#### Work instruction:
Search the entries below. Return every line that has "negative" in it.

[Records shown]

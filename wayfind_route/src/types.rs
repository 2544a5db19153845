// Core types shared across the route engine.
//
// Defines grid coordinates (`GridCoord`), waypoint identifiers
// (`WaypointId`), and the six ray-march directions (`Direction`). All types
// derive `Serialize` and `Deserialize` so maps and query results can move
// through JSON unchanged.
//
// Axis conventions follow the map data, not screen space:
// - X: east  (positive) / west  (negative)
// - Y: south (positive) / north (negative)
// - Z: up    (positive) / down  (negative), one level per grid layer

use serde::{Deserialize, Serialize};
use std::fmt;

// ---------------------------------------------------------------------------
// Spatial types
// ---------------------------------------------------------------------------

/// A cell position in the 3D route grid.
#[derive(Clone, Copy, Debug, PartialEq, Eq, Hash, PartialOrd, Ord, Serialize, Deserialize)]
pub struct GridCoord {
    pub x: i32,
    pub y: i32,
    pub z: i32,
}

impl GridCoord {
    pub const fn new(x: i32, y: i32, z: i32) -> Self {
        Self { x, y, z }
    }

    /// The neighboring cell one step along `dir`.
    pub fn step(self, dir: Direction) -> Self {
        let (dx, dy, dz) = dir.offset();
        Self::new(self.x + dx, self.y + dy, self.z + dz)
    }

    /// Manhattan distance between two coordinates.
    pub fn manhattan_distance(self, other: Self) -> u32 {
        ((self.x - other.x).unsigned_abs())
            + ((self.y - other.y).unsigned_abs())
            + ((self.z - other.z).unsigned_abs())
    }
}

impl fmt::Display for GridCoord {
    fn fmt(&self, f: &mut fmt::Formatter<'_>) -> fmt::Result {
        write!(f, "({}, {}, {})", self.x, self.y, self.z)
    }
}

// ---------------------------------------------------------------------------
// Waypoint IDs
// ---------------------------------------------------------------------------

/// Identifier of a navigable waypoint. The value is the integer stored in
/// the waypoint's grid cell, so it is stable across rebuilds of the same map.
#[derive(Clone, Copy, Debug, PartialEq, Eq, Hash, PartialOrd, Ord, Serialize, Deserialize)]
#[serde(transparent)]
pub struct WaypointId(pub u32);

impl fmt::Display for WaypointId {
    fn fmt(&self, f: &mut fmt::Formatter<'_>) -> fmt::Result {
        write!(f, "#{}", self.0)
    }
}

// ---------------------------------------------------------------------------
// Ray-march directions
// ---------------------------------------------------------------------------

/// One of the six axis-aligned directions the graph builder marches along.
///
/// The discriminant is the direction index handed to the rendering layer as
/// a "direction hint" (0 = north ... 5 = up), so the declaration order is
/// part of the external contract.
#[derive(Clone, Copy, Debug, PartialEq, Eq, Hash, PartialOrd, Ord, Serialize, Deserialize)]
pub enum Direction {
    /// y - 1
    North = 0,
    /// x + 1
    East = 1,
    /// y + 1
    South = 2,
    /// x - 1
    West = 3,
    /// z - 1
    Down = 4,
    /// z + 1
    Up = 5,
}

impl Direction {
    /// All six directions in hint-index order.
    pub const ALL: [Direction; 6] = [
        Direction::North,
        Direction::East,
        Direction::South,
        Direction::West,
        Direction::Down,
        Direction::Up,
    ];

    /// The hint index (0..=5) of this direction.
    pub fn index(self) -> u8 {
        self as u8
    }

    /// Inverse of `index()`. Returns `None` for values outside 0..=5.
    pub fn from_index(index: u8) -> Option<Self> {
        Self::ALL.get(index as usize).copied()
    }

    /// Unit step `(dx, dy, dz)` for this direction.
    pub fn offset(self) -> (i32, i32, i32) {
        match self {
            Direction::North => (0, -1, 0),
            Direction::East => (1, 0, 0),
            Direction::South => (0, 1, 0),
            Direction::West => (-1, 0, 0),
            Direction::Down => (0, 0, -1),
            Direction::Up => (0, 0, 1),
        }
    }

    pub fn opposite(self) -> Self {
        match self {
            Direction::North => Direction::South,
            Direction::East => Direction::West,
            Direction::South => Direction::North,
            Direction::West => Direction::East,
            Direction::Down => Direction::Up,
            Direction::Up => Direction::Down,
        }
    }

    /// True for the two floor-changing directions.
    pub fn is_vertical(self) -> bool {
        matches!(self, Direction::Down | Direction::Up)
    }
}

impl fmt::Display for Direction {
    fn fmt(&self, f: &mut fmt::Formatter<'_>) -> fmt::Result {
        let name = match self {
            Direction::North => "north",
            Direction::East => "east",
            Direction::South => "south",
            Direction::West => "west",
            Direction::Down => "down a floor",
            Direction::Up => "up a floor",
        };
        f.write_str(name)
    }
}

[/Records shown]

#### Output of the exercise:
// - X: east  (positive) / west  (negative)
// - Y: south (positive) / north (negative)
// - Z: up    (positive) / down  (negative), one level per grid layer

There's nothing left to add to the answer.